Mr Costa believes the stability pact should be applied flexibly to allow Italy to invest in long-term projects to boost Europe’s economy, helping it to get around short-term problems.
Other countries facing big bills for the European transport projects over the next 13 years include Spain with €53bn, Germany with €27bn, France with €21bn and Hungary with €8bn, according to Mr Costa.
He said the Lyon-Turin tunnel and another proposed Alpine rail route from Italy to Austria were “crucial” in meeting Europe’s economic goals as well as boosting the environment by moving traffic from road to rail.
Mr Costa said the European Commission should convene a conference to persuade other member states to let Italy and Hungary – which also has big deficit problems – fund long-term projects.
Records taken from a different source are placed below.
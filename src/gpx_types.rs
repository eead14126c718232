use crate::error::ScrubError;
use crate::geo::Coordinate;

/// Parsed GPX document. Track points are the only part the scrubber
/// rewrites; everything else is written back as it was read.
#[derive(Debug, Default, Clone, PartialEq)]
pub struct GpxDocument {
    /// Namespace prefix of the root element (`g` for `<g:gpx>`). Every GPX
    /// element is written back under it.
    pub prefix: Option<String>,
    /// Attributes of the root `<gpx>` element (version, creator, namespaces),
    /// values kept in their escaped source form.
    pub attributes: Vec<(String, String)>,
    pub metadata: Option<RawElement>,
    pub waypoints: Vec<GpxPoint>,
    pub routes: Vec<GpxRoute>,
    pub tracks: Vec<GpxTrack>,
    /// Other top-level children, usually `<extensions>`.
    pub extras: Vec<RawElement>,
}

impl GpxDocument {
    pub fn track_point_count(&self) -> usize {
        self.tracks
            .iter()
            .flat_map(|trk| &trk.segments)
            .map(|seg| seg.points.len())
            .sum()
    }
}

/// An element the model does not interpret, kept verbatim.
#[derive(Debug, Clone, PartialEq)]
pub struct RawElement {
    /// Qualified name as written in the source, prefix included.
    pub name: String,
    pub attributes: Vec<(String, String)>,
    /// Unparsed inner XML, or `None` for a self-closing element.
    pub inner: Option<String>,
}

/// A single GPX point (used for wpt, rtept, trkpt).
#[derive(Debug, Clone, PartialEq)]
pub struct GpxPoint {
    pub lat: f64,
    pub lon: f64,
    pub ele: Option<f64>,
    pub time: Option<String>,
    pub name: Option<String>,
    pub cmt: Option<String>,
    pub desc: Option<String>,
    pub src: Option<String>,
    pub sym: Option<String>,
    pub point_type: Option<String>,
    pub link: Option<GpxLink>,
    /// Children without a typed field (`hdop`, `sat`, `extensions`, ...).
    pub extras: Vec<RawElement>,
    /// Order the children appeared in. Empty for points built in code,
    /// which are written in GPX 1.1 schema order.
    pub children: Vec<PointChild>,
}

impl GpxPoint {
    pub fn new(lat: f64, lon: f64) -> Self {
        Self {
            lat,
            lon,
            ele: None,
            time: None,
            name: None,
            cmt: None,
            desc: None,
            src: None,
            sym: None,
            point_type: None,
            link: None,
            extras: Vec::new(),
            children: Vec::new(),
        }
    }

    pub fn coordinate(&self) -> Result<Coordinate, ScrubError> {
        Coordinate::new(self.lat, self.lon)
    }
}

/// A child element of a point.
#[derive(Debug, Clone, Copy, PartialEq, Eq)]
pub enum PointChild {
    Ele,
    Time,
    Name,
    Cmt,
    Desc,
    Src,
    Link,
    Sym,
    Type,
    /// Index into [`GpxPoint::extras`].
    Extra(usize),
}

impl PointChild {
    /// Typed children in GPX 1.1 schema order.
    pub const SCHEMA_ORDER: [PointChild; 9] = [
        Self::Ele,
        Self::Time,
        Self::Name,
        Self::Cmt,
        Self::Desc,
        Self::Src,
        Self::Link,
        Self::Sym,
        Self::Type,
    ];
}

/// A GPX link element.
#[derive(Debug, Clone, PartialEq)]
pub struct GpxLink {
    pub href: String,
    pub text: Option<String>,
    pub link_type: Option<String>,
}

/// A GPX route (<rte>).
#[derive(Debug, Default, Clone, PartialEq)]
pub struct GpxRoute {
    pub name: Option<String>,
    pub cmt: Option<String>,
    pub desc: Option<String>,
    pub src: Option<String>,
    pub link: Option<GpxLink>,
    pub number: Option<u32>,
    pub route_type: Option<String>,
    pub points: Vec<GpxPoint>,
    pub extras: Vec<RawElement>,
}

/// A GPX track (<trk>).
#[derive(Debug, Default, Clone, PartialEq)]
pub struct GpxTrack {
    pub name: Option<String>,
    pub cmt: Option<String>,
    pub desc: Option<String>,
    pub src: Option<String>,
    pub link: Option<GpxLink>,
    pub number: Option<u32>,
    pub track_type: Option<String>,
    pub segments: Vec<GpxSegment>,
    pub extras: Vec<RawElement>,
}

/// A GPX track segment (<trkseg>).
#[derive(Debug, Default, Clone, PartialEq)]
pub struct GpxSegment {
    pub points: Vec<GpxPoint>,
    pub extras: Vec<RawElement>,
}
But Commission officials said it was “highly unlikely” Italy would win any special concessions, arguing that introducing exceptions to the stability pact calculations would be like opening a “Pandora’s box”.
Jacques Barrot, EU transport commissioner, estimates that the tunnel connecting France and Italy would cost €6bn-€7bn, of which Brussels could pay up to 30 per cent.
The project is part of a rail corridor from Lyon to the Ukraine border.
But such projects are fraught with problems. The private sector often shies away from them because they are high-risk, involving difficult engineering and political problems associated with working with more than one government.
Of 14 high-profile projects identified at an EU summit in 1994 only three were completed.